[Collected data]

-- Opening Marker --

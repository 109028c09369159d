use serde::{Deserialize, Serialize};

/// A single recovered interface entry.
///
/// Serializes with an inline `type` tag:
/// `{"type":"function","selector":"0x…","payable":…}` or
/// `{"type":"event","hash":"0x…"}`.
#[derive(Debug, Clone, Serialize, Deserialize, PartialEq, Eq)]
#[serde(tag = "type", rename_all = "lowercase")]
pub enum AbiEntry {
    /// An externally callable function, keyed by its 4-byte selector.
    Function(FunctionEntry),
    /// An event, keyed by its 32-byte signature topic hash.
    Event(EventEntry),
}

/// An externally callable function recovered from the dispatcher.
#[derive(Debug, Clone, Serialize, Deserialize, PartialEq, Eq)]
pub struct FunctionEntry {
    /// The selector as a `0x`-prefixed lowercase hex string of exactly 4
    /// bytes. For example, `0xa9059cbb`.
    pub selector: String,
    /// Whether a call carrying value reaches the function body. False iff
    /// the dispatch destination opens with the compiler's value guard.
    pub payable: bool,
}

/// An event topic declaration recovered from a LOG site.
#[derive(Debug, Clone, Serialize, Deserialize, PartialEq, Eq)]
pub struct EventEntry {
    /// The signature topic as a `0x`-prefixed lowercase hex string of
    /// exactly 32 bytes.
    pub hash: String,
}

-- Closing Marker --
-- Opening Marker --

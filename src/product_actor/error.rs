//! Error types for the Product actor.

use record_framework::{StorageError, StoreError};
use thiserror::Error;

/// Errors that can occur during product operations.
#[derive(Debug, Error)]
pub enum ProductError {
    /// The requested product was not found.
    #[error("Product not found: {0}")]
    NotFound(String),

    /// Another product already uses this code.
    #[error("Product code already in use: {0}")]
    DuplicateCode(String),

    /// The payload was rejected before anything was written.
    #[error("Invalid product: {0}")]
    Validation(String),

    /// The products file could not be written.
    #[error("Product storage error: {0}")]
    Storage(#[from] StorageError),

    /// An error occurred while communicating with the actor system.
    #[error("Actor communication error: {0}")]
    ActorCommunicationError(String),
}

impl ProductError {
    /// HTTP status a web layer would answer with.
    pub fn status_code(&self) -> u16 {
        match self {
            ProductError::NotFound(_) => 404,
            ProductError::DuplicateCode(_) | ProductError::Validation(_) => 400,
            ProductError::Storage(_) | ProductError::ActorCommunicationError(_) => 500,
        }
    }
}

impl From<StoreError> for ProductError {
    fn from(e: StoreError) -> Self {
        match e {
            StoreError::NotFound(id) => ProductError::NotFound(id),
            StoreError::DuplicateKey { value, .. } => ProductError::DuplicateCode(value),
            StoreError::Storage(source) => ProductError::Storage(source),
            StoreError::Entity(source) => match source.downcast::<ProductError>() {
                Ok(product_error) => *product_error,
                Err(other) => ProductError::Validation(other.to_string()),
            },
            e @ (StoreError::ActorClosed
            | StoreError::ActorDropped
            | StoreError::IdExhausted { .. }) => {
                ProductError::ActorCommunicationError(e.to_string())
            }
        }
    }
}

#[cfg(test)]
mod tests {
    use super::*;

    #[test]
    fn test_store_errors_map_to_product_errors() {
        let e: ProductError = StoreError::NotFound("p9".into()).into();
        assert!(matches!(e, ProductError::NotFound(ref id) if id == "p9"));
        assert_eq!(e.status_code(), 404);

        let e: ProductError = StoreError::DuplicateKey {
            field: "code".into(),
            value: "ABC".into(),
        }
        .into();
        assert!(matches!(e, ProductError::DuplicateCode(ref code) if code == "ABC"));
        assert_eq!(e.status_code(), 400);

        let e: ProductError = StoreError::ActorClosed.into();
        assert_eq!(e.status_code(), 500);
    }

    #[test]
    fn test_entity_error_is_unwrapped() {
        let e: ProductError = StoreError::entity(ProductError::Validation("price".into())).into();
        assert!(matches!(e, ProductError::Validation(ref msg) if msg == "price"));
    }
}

-- Closing Marker --

▶ Prompt: Could you copy every line from the records that has "bytes" in it?

▶ Answer space:
    /// bytes. For example, `0xa9059cbb`.
    /// exactly 32 bytes.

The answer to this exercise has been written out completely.